Diğer taraftan olası müzakere
süreçlerinde Ruhani’nin seçimlerden önce son bir başarı elde etmek istemesiyle
ilişkilendirilebilir. 2003-2005 yılları arasında Nükleer Baş Müzakereci
sıfatıyla görev yapan şimdi ise Cumhurbaşkanlığı görevini ifa eden Ruhani için
bunun bulunmaz bir fırsat olduğunu söylemek yanlış olmayacaktır. ABD ile
yeniden masaya oturmak ve eskisinden daha iyi bir anlaşmaya imza atmak veya
mevcut şartları iyileştirmek hem Ruhani hem de reformist kanat için önemli bir
avantaj olacaktır.
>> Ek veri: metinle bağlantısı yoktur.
use crate::diagnostics::{self, Diagnostics, RunFacts};
use crate::errors::EngineResult;
use crate::interval::{prediction_interval, score_breakout};
use crate::models::{build_model, ForecastContext, VolatilityModel};
use crate::returns::{rolling_stats, ReturnSeries, WindowStats};
use crate::rows::{ComputedRow, InputRow, RowReason};
use crate::variables::{normalize, RawConfigBag, Variables};

#[derive(Debug, Clone, serde::Serialize)]
pub struct ComputeOutput {
    pub rows: Vec<ComputedRow>,
    pub diagnostics: Diagnostics,
}

/// Validate `bag`, then compute every row. Only configuration errors fail.
pub fn compute(rows: &[InputRow], bag: &RawConfigBag) -> EngineResult<ComputeOutput> {
    let vars = normalize(bag)?;
    Ok(compute_with(rows, &vars))
}

/// Compute against already-validated variables. Rows are newest-first and
/// come back in the same order.
pub fn compute_with(rows: &[InputRow], vars: &Variables) -> ComputeOutput {
    let returns = ReturnSeries::from_rows(rows);
    let stats = rolling_stats(&returns, vars.window_days);
    let realized: Vec<Option<f64>> = rows.iter().map(InputRow::realized_vol).collect();
    let model = build_model(vars);

    let mut model_failures = 0usize;
    let computed: Vec<ComputedRow> = rows
        .iter()
        .enumerate()
        .map(|(i, input)| {
            let row = compute_row(i, input, &returns, stats[i], &realized, model.as_ref(), vars);
            if stats[i].is_some()
                && row.price.is_some()
                && row.vol_source.is_none()
                && row.diagnostics_reason == RowReason::InsufficientHistory
            {
                model_failures += 1;
            }
            row
        })
        .collect();

    let facts = RunFacts {
        model: model.name(),
        critical_value: model.critical_value(),
        model_failures,
    };
    let diagnostics = diagnostics::summarize(vars, rows, &computed, facts);

    tracing::info!(
        model = facts.model,
        rows = computed.len(),
        scored = diagnostics.breakout_summary.scored,
        "compute finished"
    );

    ComputeOutput {
        rows: computed,
        diagnostics,
    }
}

fn compute_row(
    i: usize,
    input: &InputRow,
    returns: &ReturnSeries,
    stats: Option<WindowStats>,
    realized: &[Option<f64>],
    model: &dyn VolatilityModel,
    vars: &Variables,
) -> ComputedRow {
    let mut row = ComputedRow::empty(input.date, RowReason::Ok);
    row.log_return = returns.log_return(i);
    row.simple_return = returns.simple_return(i);

    let Some(price) = returns.price(i) else {
        row.diagnostics_reason = RowReason::MissingPrice;
        return row;
    };
    row.price = Some(price);

    let Some(stats) = stats else {
        row.diagnostics_reason = RowReason::InsufficientHistory;
        return row;
    };
    let drift = vars.drift_shrinkage_lambda * stats.mean;
    row.mu_star_hat = Some(stats.mean);
    row.sigma_hat = Some(stats.std_dev);
    row.mu_star_used = Some(drift);

    let ctx = ForecastContext {
        index: i,
        returns,
        stats,
        drift,
        realized_vol: realized,
        horizon: vars.horizon_h_days,
    };
    let forecast = match model.forecast(&ctx) {
        Ok(f) => f,
        Err(reason) => {
            row.diagnostics_reason = reason;
            return row;
        }
    };

    let c = model.critical_value();
    let sigma = forecast.sigma_1d();
    row.vol_source = Some(forecast.source);
    row.var_forecast_1d = Some(forecast.variance_1d);
    row.sigma_forecast_1d = Some(sigma);
    row.critical_value = Some(c);

    let pi = prediction_interval(price, drift, sigma, c);
    row.expected_price_next_1d = Some(pi.expected);
    row.pi_lower_1d = Some(pi.lower);
    row.pi_upper_1d = Some(pi.upper);
    row.band_width_bp = Some(pi.band_width_bp);

    let h = vars.horizon_h_days.max(1) as f64;
    let sigma_h = forecast.sigma_h();
    let pi_h = prediction_interval(price, h * drift, sigma_h, c);
    row.sigma_forecast_h = Some(sigma_h);
    row.expected_price_h = Some(pi_h.expected);
    row.pi_lower_h = Some(pi_h.lower);
    row.pi_upper_h = Some(pi_h.upper);

    if let Some(g) = forecast.garch {
        row.garch_omega = Some(g.omega);
        row.garch_alpha = Some(g.alpha);
        row.garch_beta = Some(g.beta);
        row.garch_persistence = Some(g.persistence);
        row.garch_uncond_var = Some(g.uncond_var);
        row.garch_loglik = Some(g.loglik);
        row.garch_aic = Some(g.aic);
        row.garch_bic = Some(g.bic);
    }

    // the chronologically-next observation sits one row newer
    let Some(next) = i.checked_sub(1).and_then(|j| returns.price(j)) else {
        row.diagnostics_reason = RowReason::NoNextDay;
        return row;
    };
    row.realized_next_price = Some(next);

    if vars.skip_earnings && input.earnings_flag {
        row.diagnostics_reason = RowReason::SkipEarnings;
        return row;
    }

    let score = score_breakout(price, next, drift, sigma, &pi);
    row.z_score = Some(score.z_score);
    row.breakout = Some(score.breakout);
    row.breakout_direction = Some(score.direction);
    row.pct_outside = Some(score.pct_outside);
    row
}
Reformistler bu yolla mecliste kendilerine yöneltilen
suçlamalara cevap verebilecek bir konuma erişebilir ayrıca 2017-2018 yıllarında
patlak veren gösterilerde kentli işsizlerin sıkça dile getirdiği “Refomcu
hikaye bitti” sloganına karşın içeride kullanabilecekleri siyasi bir koz da
elde edebilirler.
Fakat bu noktada da yine Dini Lider
Hamaney’in konumu ve anlaşmaya ne derece yakın olduğu belirleyici bir faktördür.
Son dönemde mecliste Cumhurbaşkanı Ruhani’ye karşı oluşan cepheye ağır
eleştirilerde bulunan Hamaney, Ruhani’nin yeniden bir başarı elde etmesine
imkân tanıyabilir. Bu bağlamda Ruhani ve Dışişleri Bakanı Cevad Zarif gibi açık
bir şekilde anlaşmaya yeşil ışık yakmasa da hatta aksi yönde beyanlarda –
Amerikan seçimlerinin İran için hiçbir anlam ifade etmediği, Amerikan
sisteminin çöktüğü gibi – bulunsa da daha az taviz verilen bir anlaşma
ile diplomatik kanalların yeniden açılmasını destekleyebilir. Fakat öte yandan
Hamaney’in ilerleyen yaşı ve ardında incesinde de belirttiği gibi “daha genç”
ve “Hizbullahî” bir lider bırakma arzusu durumu tam tersine çevirerek iç
politikada dengeleri değiştirmesine neden olabilir. Yani kendinden sonra
ülkenin yönetimini teslim edebileceği kadroyu ılımlı bürokratlar veya din
adamları ile değil hem sahada hem masada aktif siyaset izleyebilen asker
kökenli isimlerle doldurmaya çalışabilir ve bütün bunlar doğrudan İran-ABD
ilişkilerinin dinamiklerini değiştirebilir.